Russia's sovereign wealth reserves, once bloated by years of abundant petroleum revenue, are today just shadows of their former selves. And on Feb. 1, the country's Reserve Fund, designed to help the government balance its budget, will officially disappear as it is legally recombined with the National Wealth Fund, a separate pot of money that backs up Russia's pensions. But the merger is a move in name only. It will come after the country's Finance Ministry appears already to have drained the Reserve Fund's remaining $17 billion in cash to plug a looming budget hole. With Russia's financial security blanket wearing thin, the question as national elections approach will become whether its people will continue to trust the current administration to manage the country's increasingly shaky finances.

In 2008, Russia split its sovereign wealth Stabilization Fund into two separate pools of money — the Reserve Fund and the National Wealth Fund — giving each its own focus. The two funds were to collect the financial windfall from Russia's large oil and gas revenues. The Reserve Fund would act as a kind of rainy day reserve to help the federal government pay for budget deficits. And the National Wealth Fund was set up to provide a safety net for government-funded pensions and to make investments in development projects guaranteeing Russia's long-term economic future. Pensioners represent a key demographic for President Vladimir Putin's administration. They currently constitute about 40 percent of the electorate, and importantly, they are much more likely to vote in elections. Reassuring them that the country would not follow the path it did in the 1990s, when financial destabilization led to the pension funds drying up, has been one key to Putin's longevity in office.
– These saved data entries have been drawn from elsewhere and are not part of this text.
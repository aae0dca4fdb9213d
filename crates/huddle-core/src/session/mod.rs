//! Peer session negotiation.
//!
//! One [`PeerSession`] per remote peer, owned by a dedicated actor task and
//! reached through the [`PeerSessionManager`].

mod actor;
pub mod manager;
pub mod peer;
pub mod state;

pub use manager::PeerSessionManager;
pub use peer::PeerSession;
pub use state::{SessionState, should_initiate};
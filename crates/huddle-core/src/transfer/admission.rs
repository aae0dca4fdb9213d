//! Global admission queue for whole-file transfers.

use std::sync::Arc;
use tokio::sync::{OwnedSemaphorePermit, Semaphore};

/// FIFO admission queue bounding concurrent transfers
///
/// Waiters are served in arrival order. A slot is held by its
/// [`AdmissionPermit`] and returned when the permit is dropped.
#[derive(Debug, Clone)]
pub struct AdmissionQueue {
    slots: Arc<Semaphore>,
    capacity: usize,
}

/// A held admission slot
#[derive(Debug)]
pub struct AdmissionPermit {
    _permit: OwnedSemaphorePermit,
}

impl AdmissionQueue {
    /// Create a queue with `capacity` slots
    pub fn new(capacity: usize) -> Self {
        Self {
            slots: Arc::new(Semaphore::new(capacity)),
            capacity,
        }
    }

    /// Configured slot count
    pub fn capacity(&self) -> usize {
        self.capacity
    }

    /// Slots currently held
    pub fn active(&self) -> usize {
        self.capacity - self.slots.available_permits()
    }

    /// Wait for a slot
    ///
    /// Returns `None` only if the queue was closed.
    pub async fn acquire(&self) -> Option<AdmissionPermit> {
        Arc::clone(&self.slots)
            .acquire_owned()
            .await
            .ok()
            .map(|permit| AdmissionPermit { _permit: permit })
    }

    /// Take a slot without waiting
    pub fn try_acquire(&self) -> Option<AdmissionPermit> {
        Arc::clone(&self.slots)
            .try_acquire_owned()
            .ok()
            .map(|permit| AdmissionPermit { _permit: permit })
    }

    /// Stop admitting; pending waiters resolve to `None`
    pub fn close(&self) {
        self.slots.close();
    }
}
When the economy was rocked by the global financial crisis in 2008-09, the government tapped the Reserve Fund and spent $118 billion over the next three years — more than three-quarters of the money available — to bail out banks, shore up faltering companies and cover the federal budget deficit. Higher oil prices starting in 2012 allowed it to again build up the fund, which had reached $88 billion by 2014. But by the middle of that year, lower oil prices and an industrial slowdown combined with sanctions imposed by the West drove Russia into a deep economic recession, leading the Kremlin to again draw down the fund to help balance the federal budget. During 2015, the Kremlin pulled nearly $46 billion from the fund, followed by an additional $37 billion in 2016. By the end of 2017, the fund had been depleted, accelerating the Kremlin's decision to close it altogether.

Russia's Depleted Funds

A Rocky Recovery for the Russian Economy

The Russian economy officially pulled out of recession in 2017, and it was expected to settle into a period of stagnation for the foreseeable future. But there are danger signs on the horizon and some indications that the country may have slipped back into recession at the end of last year, despite an oil price rebound brought on by the OPEC production cut and increasing global demand. While the Finance Ministry says the country's gross domestic product (GDP) grew by 1.7 percent last year — an increase over 2016 — statistics for the economic fourth quarter have not been made public yet. A report issued Jan. 11 by JPMorgan Chase, however, says that the economy contracted during each of the last two quarters of the year, technically putting the country back in recession.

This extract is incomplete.